Via TRM’s three university partners are Georgia Tech, Virginia Commonwealth University (VCU) and the University of Nebraska-Lincoln (UNL).
Allison Hinesley, education abroad and exchange coordinator at UNL, said her institution got involved with Freshman Cohort in order to figure out what kind of outreach will be effective with freshmen.
“Particularly as ‘Generation Z’ has moved in,” Hinesley said of the latest generation of incoming college students, which demographers place at being born between the 1990s and mid-2000s.
“We thought Via TRM had a lot of strong suits,” Hinesley said of the software that partners get for free and that they populate with study abroad opportunities offered at their institutions.
“It’s visually attractive,” Hinesley said. “There’s also instant gratification with the whole profile matching.”
Indeed, the program employs algorithms that match students with campus programs and world regions of interest.
“You may not have been aware that there was a health program in Brazil,” Hinesley said. “But the system knows that, if you’re interested in going to Brazil and you’re pre-med, it will pull up that program and highlights.”
So far, Hinesley said, about 70 freshmen at UNL have created profiles on the Via TRM website.
“We’re pretty happy with the number of students who created a profile,” Hinesley said, noting that the university sent out an e-mail encouraging freshmen to create a profile just five days before the education abroad office put on an informational event.
Freshman Cohort is just one of several initiatives that UNL has employed in order to orient students toward study abroad earlier in their college careers.
The university also offers about a hundred $2,000 scholarships per year for freshmen who wish to study abroad—even if they don’t necessarily know yet where they want to go—thus eliminating financial barriers to studying abroad.
Students can apply for the scholarship during their first week at UNL and may use the scholarship anytime during their first two years at UNL. To apply they must answer a couple of essay questions and secure a letter of recommendation, according to Hinesley.

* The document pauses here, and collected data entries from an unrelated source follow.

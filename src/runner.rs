/// file: src/runner.rs
/// description: Sequential batch over targets with threshold and final flushes.
/// Batch runner — harvests each target in turn on one exclusive session,
/// buffers the raw rows and hands them to a `RowSink` in flush-sized chunks.
///
/// A target that cannot be loaded or never shows its list is recorded as a
/// zero-row outcome. Any other error stops the batch, but only after the rows
/// already buffered have been flushed.
use crate::harvester::{HarvestState, ScrollHarvester, Termination};
use crate::models::{AppError, RawRow, Target};
use crate::session::PageSession;
use async_trait::async_trait;
use chrono::{Local, NaiveDate};
use tracing::{Instrument, debug, error, info, info_span, warn};
use uuid::Uuid;

// ---------------------------------------------------------------------------
// Sinks
// ---------------------------------------------------------------------------

/// Destination of flushed raw rows.
#[async_trait]
pub trait RowSink: Send {
    async fn write_rows(&mut self, rows: &[RawRow]) -> Result<(), AppError>;
}

/// Writes every flush to `first`, then to `second`.
pub struct TeeSink<A, B> {
    pub first: A,
    pub second: B,
}

#[async_trait]
impl<A: RowSink, B: RowSink> RowSink for TeeSink<A, B> {
    async fn write_rows(&mut self, rows: &[RawRow]) -> Result<(), AppError> {
        self.first.write_rows(rows).await?;
        self.second.write_rows(rows).await
    }
}

// ---------------------------------------------------------------------------
// Reports
// ---------------------------------------------------------------------------

#[derive(Debug, Clone)]
pub struct TargetOutcome {
    pub handle: String,
    pub url: String,
    pub rows: usize,
    pub state: HarvestState,
    pub termination: Option<Termination>,
    pub error: Option<String>,
}

#[derive(Debug, Clone)]
pub struct RunReport {
    pub run_id: Uuid,
    pub run_date: NaiveDate,
    pub total_rows: usize,
    pub flushes: usize,
    pub outcomes: Vec<TargetOutcome>,
}

impl RunReport {
    pub fn failed_targets(&self) -> usize {
        self.outcomes
            .iter()
            .filter(|o| o.state == HarvestState::Failed)
            .count()
    }
}

// ---------------------------------------------------------------------------
// Runner
// ---------------------------------------------------------------------------

pub struct BatchRunner {
    harvester: ScrollHarvester,
    flush_every: usize,
}

impl BatchRunner {
    pub fn new(harvester: ScrollHarvester, flush_every: usize) -> Self {
        Self {
            harvester,
            flush_every: flush_every.max(1),
        }
    }

    pub async fn run<S, K>(
        &self,
        session: &mut S,
        targets: &[Target],
        sink: &mut K,
    ) -> Result<RunReport, AppError>
    where
        S: PageSession + ?Sized,
        K: RowSink + ?Sized,
    {
        let run_id = Uuid::new_v4();
        let span = info_span!("batch_run", %run_id, targets = targets.len());
        self.run_inner(run_id, session, targets, sink)
            .instrument(span)
            .await
    }

    async fn run_inner<S, K>(
        &self,
        run_id: Uuid,
        session: &mut S,
        targets: &[Target],
        sink: &mut K,
    ) -> Result<RunReport, AppError>
    where
        S: PageSession + ?Sized,
        K: RowSink + ?Sized,
    {
        let run_date = Local::now().date_naive();
        let mut buffer: Vec<RawRow> = Vec::new();
        let mut report = RunReport {
            run_id,
            run_date,
            total_rows: 0,
            flushes: 0,
            outcomes: Vec::with_capacity(targets.len()),
        };

        info!(flush_every = self.flush_every, "Batch started");

        let mut fatal: Option<AppError> = None;
        for (i, target) in targets.iter().enumerate() {
            let outcome = match self.harvester.harvest(&mut *session, &target.url).await {
                Ok(harvest) => {
                    let rows = harvest.texts.len();
                    debug!(
                        handle = %target.handle,
                        rows,
                        items = harvest.item_count,
                        cycles = harvest.cycles,
                        "Target harvested"
                    );
                    buffer.extend(harvest.texts.into_iter().map(|text| RawRow {
                        source_url: target.url.clone(),
                        text,
                        date: run_date,
                    }));
                    TargetOutcome {
                        handle: target.handle.clone(),
                        url: target.url.clone(),
                        rows,
                        state: HarvestState::Done,
                        termination: Some(harvest.termination),
                        error: None,
                    }
                }
                Err(e) if e.is_target_failure() => {
                    warn!(handle = %target.handle, url = %target.url, error = %e, "Target skipped");
                    TargetOutcome {
                        handle: target.handle.clone(),
                        url: target.url.clone(),
                        rows: 0,
                        state: HarvestState::Failed,
                        termination: None,
                        error: Some(e.to_string()),
                    }
                }
                Err(e) => {
                    error!(handle = %target.handle, index = i, error = %e, "Batch aborted");
                    fatal = Some(e);
                    break;
                }
            };

            report.total_rows += outcome.rows;
            report.outcomes.push(outcome);

            if buffer.len() >= self.flush_every
                && let Err(e) = flush(&mut *sink, &mut buffer, &mut report.flushes).await
            {
                error!(error = %e, "Flush failed; stopping batch");
                fatal = Some(e);
                break;
            }
        }

        // Final flush runs on every exit path.
        if let Err(e) = flush(&mut *sink, &mut buffer, &mut report.flushes).await {
            match &fatal {
                Some(_) => error!(error = %e, pending = buffer.len(), "Final flush failed"),
                None => return Err(e),
            }
        }

        if let Some(e) = fatal {
            return Err(e);
        }

        info!(
            total_rows = report.total_rows,
            failed_targets = report.failed_targets(),
            flushes = report.flushes,
            "Batch finished"
        );
        Ok(report)
    }
}

/// Writes the buffer to the sink. The buffer is only cleared on success.
async fn flush<K>(
    sink: &mut K,
    buffer: &mut Vec<RawRow>,
    flushes: &mut usize,
) -> Result<(), AppError>
where
    K: RowSink + ?Sized,
{
    if buffer.is_empty() {
        return Ok(());
    }
    sink.write_rows(buffer).await?;
    info!(rows = buffer.len(), "Flushed rows");
    buffer.clear();
    *flushes += 1;
    Ok(())
}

Some attendees raised questions about whether freshman students possess the maturity to study abroad.
Heather Thompson, director of study abroad at the University of Texas at Austin, said maturity is becoming less and less of a factor because more students are arriving on campus with dual enrollment credits, Advanced Placement credits and similar college prep experiences.
“The idea of putting a first-semester spring student on a plane is very different now that they have these academic experiences in high school,” Thompson said. “You have to turn your lens and look at what that first-year experience is based on the demographics of who’s coming in.
“At our campus, the concept of freshman year is gone,” Thompson said. “We’re sending sophomores and juniors abroad.”
The Freshman Cohort pilot ends July 1, 2017. While the data at that point won’t necessarily show how many students went abroad as a result of creating profiles because some may choose to go abroad later in college, the profiles will enable Via TRM to track how many students used their profiles to register for certain study abroad informational events or “favorited” a particular study abroad program.
While the three partner universities currently have free subscriptions to Via TRM, after the pilot, they will be required to pay a reduced subscription fee if they wish to continue.
Via TRM expects to publish a final report and give a presentation on the results of Freshman Cohort with commitment partner participants in the fall of 2017.